**EXERCISE DIRECTIONS**
Wherever the string "const" appears in a line of the listing below, report that line.

**INFORMATION**
#####

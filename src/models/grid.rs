//! Board grid geometry and cell storage.

use serde::{Deserialize, Serialize};
use std::collections::HashSet;

/// Grid dimensions derived from a requested button count.
#[derive(Debug, Clone, Copy, PartialEq, Eq, Serialize, Deserialize)]
pub struct GridDimensions {
    /// Number of rows
    pub rows: usize,
    /// Number of columns
    pub columns: usize,
}

impl GridDimensions {
    /// Computes `columns = ceil(sqrt(total))` and `rows = ceil(total / columns)`.
    ///
    /// Returns `None` for a zero button count.
    ///
    /// ```
    /// use coreboard::models::GridDimensions;
    ///
    /// let dims = GridDimensions::for_buttons(20).unwrap();
    /// assert_eq!((dims.rows, dims.columns), (4, 5));
    /// ```
    #[must_use]
    pub fn for_buttons(total_buttons: usize) -> Option<Self> {
        if total_buttons == 0 {
            return None;
        }
        let columns = ceil_sqrt(total_buttons);
        let rows = total_buttons.div_ceil(columns);
        Some(Self { rows, columns })
    }

    /// Total number of cells.
    #[must_use]
    pub const fn cell_count(&self) -> usize {
        self.rows * self.columns
    }

    /// Whether `(row, col)` lies inside the grid.
    #[must_use]
    pub const fn contains(&self, row: usize, col: usize) -> bool {
        row < self.rows && col < self.columns
    }
}

/// Smallest `c` with `c * c >= n`, computed without float rounding surprises.
fn ceil_sqrt(n: usize) -> usize {
    let mut c = (n as f64).sqrt() as usize;
    while c * c < n {
        c += 1;
    }
    while c > 1 && (c - 1) * (c - 1) >= n {
        c -= 1;
    }
    c.max(1)
}

/// A `(row, col)` position in the grid.
#[derive(Debug, Clone, Copy, PartialEq, Eq, Hash, Default, Serialize, Deserialize)]
pub struct Cursor {
    /// Row index
    pub row: usize,
    /// Column index
    pub col: usize,
}

impl Cursor {
    /// Creates a cursor.
    #[must_use]
    pub const fn new(row: usize, col: usize) -> Self {
        Self { row, col }
    }
}

/// Rows × columns matrix of optional button ids.
#[derive(Debug, Clone, PartialEq, Eq, Serialize, Deserialize)]
pub struct Grid {
    dimensions: GridDimensions,
    cells: Vec<Vec<Option<String>>>,
}

impl Grid {
    /// Creates an all-empty grid.
    #[must_use]
    pub fn empty(dimensions: GridDimensions) -> Self {
        Self {
            dimensions,
            cells: vec![vec![None; dimensions.columns]; dimensions.rows],
        }
    }

    /// Grid dimensions.
    #[must_use]
    pub const fn dimensions(&self) -> GridDimensions {
        self.dimensions
    }

    /// Number of rows.
    #[must_use]
    pub const fn rows(&self) -> usize {
        self.dimensions.rows
    }

    /// Number of columns.
    #[must_use]
    pub const fn columns(&self) -> usize {
        self.dimensions.columns
    }

    /// Id stored at `(row, col)`, if any.
    #[must_use]
    pub fn get(&self, row: usize, col: usize) -> Option<&str> {
        self.cells.get(row)?.get(col)?.as_deref()
    }

    /// Whether `(row, col)` is inside the grid and holds no id.
    #[must_use]
    pub fn is_free(&self, row: usize, col: usize) -> bool {
        self.dimensions.contains(row, col) && self.cells[row][col].is_none()
    }

    /// Stores `id` at `(row, col)`. Only the layout engine writes to grids.
    pub(crate) fn set(&mut self, row: usize, col: usize, id: &str) {
        self.cells[row][col] = Some(id.to_string());
    }

    /// Row-major view of the cells, as serialized in the board `order`.
    #[must_use]
    pub fn order(&self) -> &[Vec<Option<String>>] {
        &self.cells
    }

    /// Consumes the grid, returning the row-major cell matrix.
    #[must_use]
    pub fn into_order(self) -> Vec<Vec<Option<String>>> {
        self.cells
    }

    /// Iterates all filled cells as `(row, col, id)`.
    pub fn filled_cells(&self) -> impl Iterator<Item = (usize, usize, &str)> {
        self.cells.iter().enumerate().flat_map(|(row, cells)| {
            cells
                .iter()
                .enumerate()
                .filter_map(move |(col, cell)| cell.as_deref().map(|id| (row, col, id)))
        })
    }

    /// Number of filled cells.
    #[must_use]
    pub fn filled_count(&self) -> usize {
        self.filled_cells().count()
    }

    /// Whether every filled cell holds a distinct id.
    #[must_use]
    pub fn ids_are_unique(&self) -> bool {
        let mut seen = HashSet::new();
        self.filled_cells().all(|(_, _, id)| seen.insert(id))
    }
}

#####

**ANSWER**
    pub const fn cell_count(&self) -> usize {
    pub const fn contains(&self, row: usize, col: usize) -> bool {
    pub const fn new(row: usize, col: usize) -> Self {
    pub const fn dimensions(&self) -> GridDimensions {
    pub const fn rows(&self) -> usize {
    pub const fn columns(&self) -> usize {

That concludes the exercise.